In the records below, how many lines hold the string "Copy"? Give only the number.

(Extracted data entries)

>>>>

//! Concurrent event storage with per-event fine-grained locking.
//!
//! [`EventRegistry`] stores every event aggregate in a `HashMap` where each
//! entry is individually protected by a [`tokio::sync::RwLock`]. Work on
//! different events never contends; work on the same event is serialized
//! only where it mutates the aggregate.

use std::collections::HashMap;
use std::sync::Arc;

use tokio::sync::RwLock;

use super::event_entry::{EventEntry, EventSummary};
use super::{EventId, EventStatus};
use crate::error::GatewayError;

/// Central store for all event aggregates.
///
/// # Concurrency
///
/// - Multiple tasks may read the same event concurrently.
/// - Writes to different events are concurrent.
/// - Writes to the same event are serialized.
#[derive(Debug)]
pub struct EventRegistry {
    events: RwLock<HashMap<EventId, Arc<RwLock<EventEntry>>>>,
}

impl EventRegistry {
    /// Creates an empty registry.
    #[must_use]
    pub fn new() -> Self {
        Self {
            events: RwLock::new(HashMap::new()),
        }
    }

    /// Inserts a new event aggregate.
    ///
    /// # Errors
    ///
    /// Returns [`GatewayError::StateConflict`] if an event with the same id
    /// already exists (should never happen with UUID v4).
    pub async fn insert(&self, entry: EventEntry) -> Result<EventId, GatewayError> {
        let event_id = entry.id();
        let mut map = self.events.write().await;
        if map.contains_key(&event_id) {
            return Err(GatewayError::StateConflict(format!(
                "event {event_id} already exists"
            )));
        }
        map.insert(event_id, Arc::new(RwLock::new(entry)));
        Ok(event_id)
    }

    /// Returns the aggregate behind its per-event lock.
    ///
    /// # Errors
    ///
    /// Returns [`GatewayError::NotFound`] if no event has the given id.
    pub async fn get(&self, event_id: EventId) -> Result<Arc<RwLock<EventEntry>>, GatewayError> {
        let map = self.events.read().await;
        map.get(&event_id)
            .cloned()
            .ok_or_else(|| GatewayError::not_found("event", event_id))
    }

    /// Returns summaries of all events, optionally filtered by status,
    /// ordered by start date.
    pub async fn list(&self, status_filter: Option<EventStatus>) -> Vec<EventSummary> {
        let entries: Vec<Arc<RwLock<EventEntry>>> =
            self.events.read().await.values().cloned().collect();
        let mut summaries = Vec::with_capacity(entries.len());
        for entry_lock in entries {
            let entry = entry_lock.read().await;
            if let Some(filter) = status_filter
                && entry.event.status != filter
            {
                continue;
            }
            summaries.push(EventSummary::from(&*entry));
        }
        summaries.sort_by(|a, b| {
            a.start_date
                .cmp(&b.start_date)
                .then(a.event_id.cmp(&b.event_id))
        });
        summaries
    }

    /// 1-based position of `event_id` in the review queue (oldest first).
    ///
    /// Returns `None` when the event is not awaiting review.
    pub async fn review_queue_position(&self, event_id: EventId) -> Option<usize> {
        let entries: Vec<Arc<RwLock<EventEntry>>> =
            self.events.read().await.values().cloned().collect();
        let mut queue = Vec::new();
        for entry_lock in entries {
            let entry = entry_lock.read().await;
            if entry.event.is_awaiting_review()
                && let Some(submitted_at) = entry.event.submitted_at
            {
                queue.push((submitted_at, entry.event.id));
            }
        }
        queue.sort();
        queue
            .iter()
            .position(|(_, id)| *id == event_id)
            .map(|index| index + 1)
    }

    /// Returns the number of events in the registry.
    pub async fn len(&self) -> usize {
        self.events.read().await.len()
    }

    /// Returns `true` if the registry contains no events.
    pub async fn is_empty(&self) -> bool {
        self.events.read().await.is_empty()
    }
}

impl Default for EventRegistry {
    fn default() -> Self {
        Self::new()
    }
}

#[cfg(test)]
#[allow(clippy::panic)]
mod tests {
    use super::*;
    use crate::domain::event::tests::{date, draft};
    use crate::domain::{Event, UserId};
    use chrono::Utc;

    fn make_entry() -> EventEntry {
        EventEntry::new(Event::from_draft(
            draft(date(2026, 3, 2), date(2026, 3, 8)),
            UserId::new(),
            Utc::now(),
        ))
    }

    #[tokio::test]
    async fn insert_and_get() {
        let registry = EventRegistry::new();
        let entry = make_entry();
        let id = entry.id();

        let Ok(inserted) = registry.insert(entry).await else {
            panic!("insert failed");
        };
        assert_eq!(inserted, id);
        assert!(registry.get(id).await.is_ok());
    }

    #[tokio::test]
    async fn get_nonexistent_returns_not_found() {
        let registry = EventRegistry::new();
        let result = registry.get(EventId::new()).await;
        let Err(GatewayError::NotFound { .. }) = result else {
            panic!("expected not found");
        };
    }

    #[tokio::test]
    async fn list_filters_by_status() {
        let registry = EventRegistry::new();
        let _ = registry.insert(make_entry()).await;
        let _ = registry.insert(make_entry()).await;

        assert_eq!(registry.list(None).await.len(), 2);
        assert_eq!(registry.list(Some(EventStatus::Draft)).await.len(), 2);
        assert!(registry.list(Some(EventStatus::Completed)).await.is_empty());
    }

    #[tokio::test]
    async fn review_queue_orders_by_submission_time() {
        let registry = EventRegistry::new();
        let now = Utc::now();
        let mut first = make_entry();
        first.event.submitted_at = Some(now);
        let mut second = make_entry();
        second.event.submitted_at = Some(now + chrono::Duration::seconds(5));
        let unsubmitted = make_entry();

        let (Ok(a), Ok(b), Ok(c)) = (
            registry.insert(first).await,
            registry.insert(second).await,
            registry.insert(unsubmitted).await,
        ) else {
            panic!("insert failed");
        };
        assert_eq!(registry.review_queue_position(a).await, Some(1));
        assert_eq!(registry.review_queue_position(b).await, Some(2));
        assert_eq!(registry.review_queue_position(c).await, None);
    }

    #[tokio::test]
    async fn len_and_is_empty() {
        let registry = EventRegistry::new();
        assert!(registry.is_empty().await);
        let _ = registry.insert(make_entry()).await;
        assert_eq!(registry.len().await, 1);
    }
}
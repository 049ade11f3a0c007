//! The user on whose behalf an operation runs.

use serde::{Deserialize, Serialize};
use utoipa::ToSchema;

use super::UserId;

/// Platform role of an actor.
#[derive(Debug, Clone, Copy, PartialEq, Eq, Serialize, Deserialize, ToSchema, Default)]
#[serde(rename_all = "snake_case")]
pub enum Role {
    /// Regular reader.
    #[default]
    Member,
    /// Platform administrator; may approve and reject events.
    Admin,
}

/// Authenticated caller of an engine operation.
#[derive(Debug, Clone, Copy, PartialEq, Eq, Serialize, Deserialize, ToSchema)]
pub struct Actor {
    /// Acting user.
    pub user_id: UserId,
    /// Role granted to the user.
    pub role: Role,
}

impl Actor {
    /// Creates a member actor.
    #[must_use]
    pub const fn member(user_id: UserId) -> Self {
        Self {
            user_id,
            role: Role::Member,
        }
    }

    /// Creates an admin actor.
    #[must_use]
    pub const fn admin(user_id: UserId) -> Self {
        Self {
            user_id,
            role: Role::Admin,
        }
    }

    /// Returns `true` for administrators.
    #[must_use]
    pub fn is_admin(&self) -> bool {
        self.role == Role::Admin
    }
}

<<<<
>>>>

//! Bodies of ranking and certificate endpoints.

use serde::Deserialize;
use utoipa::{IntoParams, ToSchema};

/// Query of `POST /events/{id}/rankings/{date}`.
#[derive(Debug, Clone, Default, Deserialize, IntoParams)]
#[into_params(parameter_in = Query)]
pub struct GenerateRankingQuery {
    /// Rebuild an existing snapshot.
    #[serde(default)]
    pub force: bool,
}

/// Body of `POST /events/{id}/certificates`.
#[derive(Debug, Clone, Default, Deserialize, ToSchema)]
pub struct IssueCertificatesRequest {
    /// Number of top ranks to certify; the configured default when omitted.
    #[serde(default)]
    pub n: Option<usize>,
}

<<<<

Result below: 2